Чиновные крестьяне тоже крестились вслед за батюшкой, вздыхали, жалеючи покашивались на покойницу. За ночь в открытое окно налило дождя, по полу во все стороны дождевые ручейки прошли. Зоркие, ныряющие во все места глаза учителя задержались на скомканной в пробку, обгорелой бумаге. Он сказал приставу:

— Без сомнения, это из ружья пыж.

Пристав, посапывая, несколько согнулся над пробкой, проговорил:

— Факт… Пыж… — и голос его, как картон, — не жесткий и не дряблый: хрупкий.

Пристав полицейского дознания не производил: завтра должен приехать следователь. Значит, можно по домам.

Чиновные крестьяне опять покрестились в передний угол, вздохнули и пошли.

— До свиданьица, Анфиса Петровна… Теперича полеживай спокойно. Отстрадалась. Ах, ах, ах!.. И кто же это мог убить?

Ставни закрыли, дверь заперли, припечатали казенной печатью. Шипящий, с пламенем, сургуч капнул приставу на руку. Пристав боли не ощутил и капли той даже не заметил. К дому убитой десятский нарядил караул из двух крестьян.

Пристав возвращался к себе один. Он пошатывался, спотыкался на ровном месте, ноги шли сами по себе, не замечая дороги. Часто вынимая платок, встряхивал его, прикладывал к глазам, крякал. Дома сказал жене:

— Анфиса Петровна умерла насильственной смертью. Дай мне вот это… как его… только сухое… — и, скомкав мокрый платок, с отчаянием бросил его на пол.


После крупного, во время грозы, разговора с сыном Петр Данилыч от неприятности напился вдрызг. Он не пил больше недели, и вот вино сразу сбороло его — упал на пол и заснул. Илья Сохатых подложил под его голову подушку, а возле головы поставил на всякий случай таз.

Петр Данилыч до сих пор еще почивает в неведенье. Спит и Прохор.

Ибрагим тоже почему-то не в меру заспался сегодня. Его разбудил урядник.

— Ты арестован, — сказал он Ибрагиму и увел его.

Илья Сохатых разбудил Прохора. Когда Прохор пришел в чувство, Илья вынул шелковый розовый платочек, помигал, состроил скорбную гримасу и отер глаза.

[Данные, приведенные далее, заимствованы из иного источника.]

//! Access log middleware
//!
//! Logs method, path, status and duration of each request and adds a
//! `Server-Timing` header with the handler time.

use actix_service::{Service, Transform};
use actix_web::{
    Error,
    dev::{ServiceRequest, ServiceResponse},
    http::header::{HeaderName, HeaderValue},
};
use futures_util::future::{LocalBoxFuture, Ready, ready};
use std::rc::Rc;
use std::time::Instant;
use tracing::{debug, info, warn};

#[derive(Clone, Default)]
pub struct TimingMiddleware;

impl<S, B> Transform<S, ServiceRequest> for TimingMiddleware
where
    S: Service<ServiceRequest, Response = ServiceResponse<B>, Error = Error> + 'static,
    B: 'static,
{
    type Response = ServiceResponse<B>;
    type Error = Error;
    type InitError = ();
    type Transform = TimingService<S>;
    type Future = Ready<Result<Self::Transform, Self::InitError>>;

    fn new_transform(&self, service: S) -> Self::Future {
        ready(Ok(TimingService {
            service: Rc::new(service),
        }))
    }
}

pub struct TimingService<S> {
    service: Rc<S>,
}

impl<S, B> Service<ServiceRequest> for TimingService<S>
where
    S: Service<ServiceRequest, Response = ServiceResponse<B>, Error = Error> + 'static,
    B: 'static,
{
    type Response = ServiceResponse<B>;
    type Error = Error;
    type Future = LocalBoxFuture<'static, Result<Self::Response, Self::Error>>;

    actix_service::forward_ready!(service);

    fn call(&self, req: ServiceRequest) -> Self::Future {
        let srv = self.service.clone();
        let start = Instant::now();
        let method = req.method().clone();
        let path = req.path().to_string();

        Box::pin(async move {
            let result = srv.call(req).await;
            let elapsed = start.elapsed();

            match result {
                Ok(mut response) => {
                    let status = response.status();
                    if path.starts_with("/health") || path.starts_with("/assets") {
                        debug!("{} {} -> {} in {:?}", method, path, status.as_u16(), elapsed);
                    } else if status.is_server_error() {
                        warn!("{} {} -> {} in {:?}", method, path, status.as_u16(), elapsed);
                    } else {
                        info!("{} {} -> {} in {:?}", method, path, status.as_u16(), elapsed);
                    }

                    let timing = format!("app;dur={:.1}", elapsed.as_secs_f64() * 1000.0);
                    if let Ok(value) = HeaderValue::from_str(&timing) {
                        response
                            .headers_mut()
                            .insert(HeaderName::from_static("server-timing"), value);
                    }
                    Ok(response)
                }
                Err(e) => {
                    warn!("{} {} failed after {:?}: {}", method, path, elapsed, e);
                    Err(e)
                }
            }
        })
    }
}
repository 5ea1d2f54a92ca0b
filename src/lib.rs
//! limsmeta - Clarity LIMS metadata browser
//!
//! Displays projects, samples and sequencing runs from a SQLite snapshot
//! published as a pin, registers reagent lots in Clarity LIMS, and carries
//! the CI steps that publish the app to its deploy branches.
//!
//! # Architecture
//! - `pins`: pin boards (Posit Connect, local folder) and the download cache
//! - `data`: database access, table shaping and the shared snapshot
//! - `brand`: brand file and generated stylesheet
//! - `reagents`: reagent lot queue and Clarity API client
//! - `deploy`: deploy mode, dependency list, manifest and git publishing
//! - `api`: HTTP pages, JSON API and middleware
//! - `config`: configuration management
//! - `runtime`: application lifecycle and execution modes

pub mod api;
pub mod brand;
pub mod cli;
pub mod config;
pub mod data;
pub mod deploy;
pub mod errors;
pub mod pins;
pub mod reagents;
pub mod runtime;
pub mod system;
pub mod utils;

— Анфиса Петровна приказала долго жить.

— Ну?! — резко привстал под одеялом Прохор. — Обалдел ты?!

— Извольте убедиться лично, — еще сильнее заморгал Илья и вновь отерся розовым платочком.

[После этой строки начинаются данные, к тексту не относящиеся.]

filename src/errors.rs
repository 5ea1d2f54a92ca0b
use std::fmt;

use actix_web::http::StatusCode;

#[derive(Debug, Clone)]
pub enum LimsError {
    Config(String),
    PinBoard(String),
    PinNotFound(String),
    DatabaseConnection(String),
    DatabaseOperation(String),
    FileOperation(String),
    Validation(String),
    NotFound(String),
    Serialization(String),
    LimsApi(String),
    DeployMode(String),
    Git(String),
    DateParse(String),
}

impl LimsError {
    /// Error code, e.g. `E007`
    pub fn code(&self) -> &'static str {
        match self {
            LimsError::Config(_) => "E001",
            LimsError::PinBoard(_) => "E002",
            LimsError::PinNotFound(_) => "E003",
            LimsError::DatabaseConnection(_) => "E004",
            LimsError::DatabaseOperation(_) => "E005",
            LimsError::FileOperation(_) => "E006",
            LimsError::Validation(_) => "E007",
            LimsError::NotFound(_) => "E008",
            LimsError::Serialization(_) => "E009",
            LimsError::LimsApi(_) => "E010",
            LimsError::DeployMode(_) => "E011",
            LimsError::Git(_) => "E012",
            LimsError::DateParse(_) => "E013",
        }
    }

    /// Human readable error type
    pub fn error_type(&self) -> &'static str {
        match self {
            LimsError::Config(_) => "Configuration Error",
            LimsError::PinBoard(_) => "Pin Board Error",
            LimsError::PinNotFound(_) => "Pin Not Found",
            LimsError::DatabaseConnection(_) => "Database Connection Error",
            LimsError::DatabaseOperation(_) => "Database Operation Error",
            LimsError::FileOperation(_) => "File Operation Error",
            LimsError::Validation(_) => "Validation Error",
            LimsError::NotFound(_) => "Resource Not Found",
            LimsError::Serialization(_) => "Serialization Error",
            LimsError::LimsApi(_) => "LIMS API Error",
            LimsError::DeployMode(_) => "Deploy Mode Error",
            LimsError::Git(_) => "Git Error",
            LimsError::DateParse(_) => "Date Parse Error",
        }
    }

    /// Error detail
    pub fn message(&self) -> &str {
        match self {
            LimsError::Config(msg)
            | LimsError::PinBoard(msg)
            | LimsError::PinNotFound(msg)
            | LimsError::DatabaseConnection(msg)
            | LimsError::DatabaseOperation(msg)
            | LimsError::FileOperation(msg)
            | LimsError::Validation(msg)
            | LimsError::NotFound(msg)
            | LimsError::Serialization(msg)
            | LimsError::LimsApi(msg)
            | LimsError::DeployMode(msg)
            | LimsError::Git(msg)
            | LimsError::DateParse(msg) => msg,
        }
    }

    /// HTTP status used when the error reaches a web handler
    pub fn http_status(&self) -> StatusCode {
        match self {
            LimsError::Validation(_) | LimsError::DateParse(_) => StatusCode::BAD_REQUEST,
            LimsError::NotFound(_) | LimsError::PinNotFound(_) => StatusCode::NOT_FOUND,
            LimsError::PinBoard(_) | LimsError::LimsApi(_) => StatusCode::BAD_GATEWAY,
            LimsError::DatabaseConnection(_) => StatusCode::SERVICE_UNAVAILABLE,
            _ => StatusCode::INTERNAL_SERVER_ERROR,
        }
    }

    /// Colored output for the server log and CLI
    pub fn format_colored(&self) -> String {
        use colored::Colorize;
        format!(
            "{} {} {}\n  {}",
            "[ERROR]".red().bold(),
            self.code().yellow(),
            self.error_type().red(),
            self.message().white()
        )
    }

    /// Plain `Type: message` output
    pub fn format_simple(&self) -> String {
        format!("{}: {}", self.error_type(), self.message())
    }
}

impl fmt::Display for LimsError {
    fn fmt(&self, f: &mut fmt::Formatter<'_>) -> fmt::Result {
        write!(f, "{}", self.format_simple())
    }
}

impl std::error::Error for LimsError {}

// Constructors
impl LimsError {
    pub fn config<T: Into<String>>(msg: T) -> Self {
        LimsError::Config(msg.into())
    }

    pub fn pin_board<T: Into<String>>(msg: T) -> Self {
        LimsError::PinBoard(msg.into())
    }

    pub fn pin_not_found<T: Into<String>>(msg: T) -> Self {
        LimsError::PinNotFound(msg.into())
    }

    pub fn database_connection<T: Into<String>>(msg: T) -> Self {
        LimsError::DatabaseConnection(msg.into())
    }

    pub fn database_operation<T: Into<String>>(msg: T) -> Self {
        LimsError::DatabaseOperation(msg.into())
    }

    pub fn file_operation<T: Into<String>>(msg: T) -> Self {
        LimsError::FileOperation(msg.into())
    }

    pub fn validation<T: Into<String>>(msg: T) -> Self {
        LimsError::Validation(msg.into())
    }

    pub fn not_found<T: Into<String>>(msg: T) -> Self {
        LimsError::NotFound(msg.into())
    }

    pub fn serialization<T: Into<String>>(msg: T) -> Self {
        LimsError::Serialization(msg.into())
    }

    pub fn lims_api<T: Into<String>>(msg: T) -> Self {
        LimsError::LimsApi(msg.into())
    }

    pub fn deploy_mode<T: Into<String>>(msg: T) -> Self {
        LimsError::DeployMode(msg.into())
    }

    pub fn git<T: Into<String>>(msg: T) -> Self {
        LimsError::Git(msg.into())
    }

    pub fn date_parse<T: Into<String>>(msg: T) -> Self {
        LimsError::DateParse(msg.into())
    }
}

// Conversions from library errors
impl From<sea_orm::DbErr> for LimsError {
    fn from(err: sea_orm::DbErr) -> Self {
        LimsError::DatabaseOperation(err.to_string())
    }
}

impl From<sea_orm::sqlx::Error> for LimsError {
    fn from(err: sea_orm::sqlx::Error) -> Self {
        LimsError::DatabaseOperation(err.to_string())
    }
}

impl From<std::io::Error> for LimsError {
    fn from(err: std::io::Error) -> Self {
        LimsError::FileOperation(err.to_string())
    }
}

impl From<serde_json::Error> for LimsError {
    fn from(err: serde_json::Error) -> Self {
        LimsError::Serialization(err.to_string())
    }
}

impl From<serde_yaml::Error> for LimsError {
    fn from(err: serde_yaml::Error) -> Self {
        LimsError::Serialization(err.to_string())
    }
}

impl From<csv::Error> for LimsError {
    fn from(err: csv::Error) -> Self {
        LimsError::Serialization(err.to_string())
    }
}

impl From<chrono::ParseError> for LimsError {
    fn from(err: chrono::ParseError) -> Self {
        LimsError::DateParse(err.to_string())
    }
}

pub type Result<T> = std::result::Result<T, LimsError>;
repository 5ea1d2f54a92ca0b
pub mod request_id;
pub mod timing;

pub use request_id::{REQUEST_ID_HEADER, RequestId, RequestIdMiddleware};
pub use timing::TimingMiddleware;
pub mod shutdown;
pub mod startup;
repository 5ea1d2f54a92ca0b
//! Reagent registration pages

use std::fmt::Write;

use chrono::Local;

use crate::reagents::{ConnectionStatus, INDEX_SET_LETTERS, PendingLot, REAGENT_TYPES, ReagentQueue};
use crate::utils::html::escape;

fn status_badge(status: &ConnectionStatus) -> String {
    let class = if status.connected {
        "alert-success"
    } else {
        "alert-error"
    };
    format!(
        r#"<div class="alert {}">Clarity LIMS: {}</div>"#,
        class,
        escape(&status.message)
    )
}

fn add_form(queue: &ReagentQueue) -> String {
    let mut types = String::new();
    for reagent in REAGENT_TYPES.iter() {
        let _ = write!(
            types,
            r#"<option value="{}">{} ({})</option>"#,
            escape(reagent.short_name),
            escape(reagent.name),
            escape(reagent.category)
        );
    }
    let mut letters = String::new();
    for letter in INDEX_SET_LETTERS {
        let _ = write!(letters, r#"<option value="{0}">{0}</option>"#, letter);
    }
    let expiry = queue
        .last_expiry()
        .map(|d| d.format("%Y-%m-%d").to_string())
        .unwrap_or_default();

    format!(
        r#"<div class="card"><div class="card-header">Add reagent lot</div><div class="card-body">
<form method="post" action="/reagents/queue" class="inline-form">
<label>Reagent type <select name="reagent_type">{types}</select></label>
<label>Index set <select name="set_letter">{letters}</select></label>
<label>Lot number <input type="text" name="lot_number" required></label>
<label>Received <input type="date" name="received_date" value="{today}"></label>
<label>Expiry <input type="date" name="expiry_date" value="{expiry}" required></label>
<button type="submit" class="btn">Add to queue</button>
</form></div></div>"#,
        types = types,
        letters = letters,
        today = Local::now().format("%Y-%m-%d"),
        expiry = expiry,
    )
}

/// Table of queued lots
pub fn pending_table(lots: &[PendingLot]) -> String {
    let mut out = String::from(
        r#"<table class="data-table" data-paging="false"><thead><tr><th>Internal name</th><th>Reagent</th><th>Lot number</th><th>Received</th><th>Expiry</th></tr></thead><tbody>"#,
    );
    for lot in lots {
        let _ = write!(
            out,
            "<tr><td>{}</td><td>{}</td><td>{}</td><td>{}</td><td>{}</td></tr>",
            escape(&lot.internal_name),
            escape(lot.reagent_type.name),
            escape(&lot.lot_number),
            lot.received_date.format("%Y-%m-%d"),
            lot.expiry_date.format("%Y-%m-%d"),
        );
    }
    out.push_str("</tbody></table>");
    out
}

fn results_table(queue: &ReagentQueue) -> String {
    if queue.results().is_empty() {
        return String::new();
    }
    let mut out = String::from(
        r#"<div class="card"><div class="card-header">Last submission</div><div class="card-body"><table class="data-table" data-paging="false"><thead><tr><th>Name</th><th>Status</th><th>LIMS ID</th><th>Message</th></tr></thead><tbody>"#,
    );
    for result in queue.results() {
        let _ = write!(
            out,
            "<tr><td>{}</td><td>{}</td><td>{}</td><td class=\"left-column\">{}</td></tr>",
            escape(&result.name),
            if result.success { "Created" } else { "Failed" },
            escape(result.lims_id.as_deref().unwrap_or("")),
            escape(&result.message),
        );
    }
    out.push_str("</tbody></table></div></div>");
    out
}

/// Body of `/reagents`
pub fn render_reagents(queue: &ReagentQueue, status: &ConnectionStatus) -> String {
    let mut body = status_badge(status);
    body.push_str(&add_form(queue));

    let _ = write!(
        body,
        r#"<div class="card"><div class="card-header">Queue ({} lots)</div><div class="card-body">"#,
        queue.pending().len()
    );
    if !queue.in_flight().is_empty() {
        let _ = write!(
            body,
            r#"<p class="alert alert-info">{} lots are being submitted.</p>"#,
            queue.in_flight().len()
        );
    }
    if queue.pending().is_empty() {
        body.push_str("<p>No lots queued.</p>");
    } else {
        body.push_str(&pending_table(queue.pending()));
        body.push_str(
            r#"<form method="post" action="/reagents/submit" class="inline-form"><button type="submit" class="btn">Submit to LIMS</button></form>"#,
        );
    }
    body.push_str(
        r#"<form method="post" action="/reagents/clear" class="inline-form"><button type="submit" class="btn btn-danger">Clear</button></form></div></div>"#,
    );
    body.push_str(&results_table(queue));
    body
}

/// Confirmation step before submitting
pub fn render_confirm(lots: &[PendingLot], base_url: &str) -> String {
    format!(
        r#"<div class="card"><div class="card-header">Create {} reagent lots in {}?</div><div class="card-body">{}
<form method="post" action="/reagents/submit" class="inline-form"><input type="hidden" name="confirm" value="true"><button type="submit" class="btn">Confirm</button></form>
<a class="btn btn-secondary" href="/reagents">Cancel</a>
</div></div>"#,
        lots.len(),
        escape(base_url),
        pending_table(lots)
    )
}

#[cfg(test)]
mod tests {
    use super::*;
    use crate::config::default_sequence_numbers;
    use crate::reagents::LotRequest;

    #[test]
    fn page_lists_queue_and_prefills_expiry() {
        let mut queue = ReagentQueue::new(default_sequence_numbers());
        queue
            .add(&LotRequest {
                reagent_type: "IDT-Index".to_string(),
                set_letter: Some("B".to_string()),
                lot_number: "<L1>".to_string(),
                received_date: None,
                expiry_date: Some("2026-05-01".to_string()),
            })
            .unwrap();
        let status = ConnectionStatus {
            connected: false,
            message: "Connection error: refused".to_string(),
        };

        let html = render_reagents(&queue, &status);
        assert!(html.contains("Queue (1 lots)"));
        assert!(html.contains("<td>B#46 (192)</td>"));
        assert!(html.contains("&lt;L1&gt;"));
        assert!(html.contains(r#"value="2026-05-01""#));
        assert!(html.contains("alert-error"));
    }

    #[test]
    fn confirm_posts_confirm_flag() {
        let html = render_confirm(&[], "https://lims.example.org/api/v2");
        assert!(html.contains(r#"name="confirm" value="true""#));
    }
}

Прохор вытаращил глаза и, сбросив одеяло, быстро свесил ноги.

— Ежели врешь, я тебе, сукину сыну, все зубы выну… Где отец?

— Спят-с…

— Убита или ранена?

— Наповал злодей убил-с…

— Кто?

— Аллаху одному известно-с… Ах, если б вы знали, до чего… до чего… до чего я…

— Буди отца… Где Ибрагим?

— Арестован…

— Буди отца!! — с каким-то слезливым придыханьем прокричал Прохор. Руки его тряслись. Он принял валерьянки, поморщился, накапал еще, выпил, накапал еще, выпил, упал на кровать, забился головою под подушку и по-звериному тяжело застонал.

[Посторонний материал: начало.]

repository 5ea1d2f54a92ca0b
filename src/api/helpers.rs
//! JSON response helpers shared by the API handlers

use actix_web::HttpResponse;
use actix_web::http::StatusCode;
use serde::Serialize;

use crate::errors::LimsError;

/// API error codes
///
/// Grouped by thousands:
/// - 0: success
/// - 1000-1099: general errors
/// - 2000-2099: data and pin errors
/// - 3000-3099: reagent errors
#[derive(Debug, Clone, Copy, PartialEq, Eq)]
#[repr(i32)]
pub enum ErrorCode {
    Success = 0,

    BadRequest = 1000,
    NotFound = 1004,
    InternalServerError = 1005,
    InvalidDateFormat = 1012,
    ServiceUnavailable = 1030,

    PinBoardError = 2000,
    PinNotFound = 2001,
    DatabaseError = 2002,
    CsvGenerationError = 2006,

    LimsApiError = 3000,
    ReagentValidation = 3001,
}

impl From<&LimsError> for ErrorCode {
    fn from(err: &LimsError) -> Self {
        match err {
            LimsError::Validation(_) => ErrorCode::BadRequest,
            LimsError::DateParse(_) => ErrorCode::InvalidDateFormat,
            LimsError::NotFound(_) => ErrorCode::NotFound,
            LimsError::PinBoard(_) => ErrorCode::PinBoardError,
            LimsError::PinNotFound(_) => ErrorCode::PinNotFound,
            LimsError::DatabaseConnection(_) => ErrorCode::ServiceUnavailable,
            LimsError::DatabaseOperation(_) => ErrorCode::DatabaseError,
            LimsError::Serialization(_) => ErrorCode::CsvGenerationError,
            LimsError::LimsApi(_) => ErrorCode::LimsApiError,
            _ => ErrorCode::InternalServerError,
        }
    }
}

#[derive(Debug, Serialize)]
pub struct ApiResponse<T> {
    pub code: i32,
    pub message: String,
    #[serde(skip_serializing_if = "Option::is_none")]
    pub data: Option<T>,
}

/// JSON response with the given status and code
pub fn json_response<T: Serialize>(
    status: StatusCode,
    code: ErrorCode,
    message: impl Into<String>,
    data: Option<T>,
) -> HttpResponse {
    HttpResponse::build(status)
        .append_header(("Content-Type", "application/json; charset=utf-8"))
        .json(ApiResponse {
            code: code as i32,
            message: message.into(),
            data,
        })
}

/// `200 OK` with code 0
pub fn success_response<T: Serialize>(data: T) -> HttpResponse {
    json_response(StatusCode::OK, ErrorCode::Success, "OK", Some(data))
}

/// Error response without data
pub fn error_response(status: StatusCode, error_code: ErrorCode, message: &str) -> HttpResponse {
    json_response::<()>(status, error_code, message, None)
}

/// Map a `LimsError` to its HTTP status and error code
pub fn error_from_lims(err: &LimsError) -> HttpResponse {
    error_response(err.http_status(), ErrorCode::from(err), err.message())
}

/// Map a `Result` to a success or error response
pub fn api_result<T: Serialize>(result: crate::errors::Result<T>) -> HttpResponse {
    match result {
        Ok(data) => success_response(data),
        Err(e) => error_from_lims(&e),
    }
}
use actix_web::{HttpResponse, Responder, http::StatusCode, web};
use serde::Serialize;
use std::time::Instant;
use tracing::{info, trace, warn};

use crate::api::AppState;
use crate::api::helpers::{ErrorCode, json_response};
use crate::data::{TableKind, UpdateMethod};

#[derive(Debug, Serialize)]
pub struct TableCount {
    pub kind: TableKind,
    pub rows: usize,
}

#[derive(Debug, Serialize)]
pub struct HealthResponse {
    pub status: &'static str,
    pub timestamp: String,
    pub uptime: u64,
    pub pin: String,
    pub tables: Vec<TableCount>,
    pub update_method: UpdateMethod,
    pub loaded_at: String,
    #[serde(skip_serializing_if = "Option::is_none")]
    pub error: Option<String>,
    pub response_time_ms: u32,
}

pub struct HealthService;

impl HealthService {
    /// Unhealthy while the last load or refresh has failed
    pub async fn health_check(state: web::Data<AppState>) -> impl Responder {
        let start_time = Instant::now();
        trace!("Received health check request");

        let snapshot = state.store.snapshot();
        let error = state.store.last_error();
        let healthy = error.is_none();
        let now = chrono::Utc::now();

        let data = HealthResponse {
            status: if healthy { "healthy" } else { "unhealthy" },
            timestamp: now.to_rfc3339(),
            uptime: (now - state.started_at).num_seconds().max(0) as u64,
            pin: state.store.database().pin().to_string(),
            tables: TableKind::all()
                .map(|kind| TableCount {
                    kind,
                    rows: snapshot.table(kind).len(),
                })
                .collect(),
            update_method: snapshot.update_info.method,
            loaded_at: snapshot.loaded_at.to_rfc3339(),
            error,
            response_time_ms: start_time.elapsed().as_millis() as u32,
        };

        if healthy {
            info!("Health check completed in {:?}, status: healthy", start_time.elapsed());
            json_response(StatusCode::OK, ErrorCode::Success, "OK", Some(data))
        } else {
            warn!("Health check completed in {:?}, status: unhealthy", start_time.elapsed());
            json_response(
                StatusCode::SERVICE_UNAVAILABLE,
                ErrorCode::ServiceUnavailable,
                "Service Unavailable",
                Some(data),
            )
        }
    }

    pub async fn readiness_check() -> impl Responder {
        trace!("Received readiness check request");
        HttpResponse::Ok()
            .append_header(("Content-Type", "text/plain"))
            .body("OK")
    }

    pub async fn liveness_check() -> impl Responder {
        trace!("Received liveness check request");
        HttpResponse::NoContent().finish()
    }
}

pub fn health_routes() -> actix_web::Scope {
    web::scope("/health")
        .route("", web::get().to(HealthService::health_check))
        .route("", web::head().to(HealthService::health_check))
        .route("/ready", web::get().to(HealthService::readiness_check))
        .route("/ready", web::head().to(HealthService::readiness_check))
        .route("/live", web::get().to(HealthService::liveness_check))
        .route("/live", web::head().to(HealthService::liveness_check))
}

— Петр Данилыч!.. Петр Данилыч, да вставайте же… — тормошил Илья хозяина. Тот взмыкивал, хрипел, плевался. — Да очнитесь бога ради!.. Великое несчастье у нас… Анфиса Петровна умерла.

— Что, что? Где пожар?! — оторвал хозяин от подушки отуманенную водкой голову свою.

— Пожара, будьте столь любезны, нет, а убили Анфису Петровну. Из ружья… в их доме…

— Убили? Анфи…

Хозяин перекосил рот, вздрогнул, какая-то сила подбросила его. Правый глаз закрылся, левый был вытаращен, бессмыслен, страшен, мертв.

— Хозяин! Петр Данилыч!.. — закричал Илья и выбежал из комнаты.

Перекладывали хозяина с пола на пуховую кровать кухарка, Прохор и Илья. У Петра Данилыча не открывался правый глаз, отнялась правая рука с ногой, и речь его походила на мычание.

Илья заперся в своей комнате, на коленях усерднейше молился.

— Упокой, Господи, рабу божию Анфису… Со святыми упокой!.. — Сердце же его радовалось: хозяин обязательно должен умереть, — значит, Марья Кирилловна, Маша овдовеет. — Дивны дела Твои, Господи! — бил в грудь веснушчатым кулачком своим Илья, стукался обкудрявленным лбом в землю. — Благодарю Тебя, Господи, за великие милости Твои ко мне… Вечная память, вечная память…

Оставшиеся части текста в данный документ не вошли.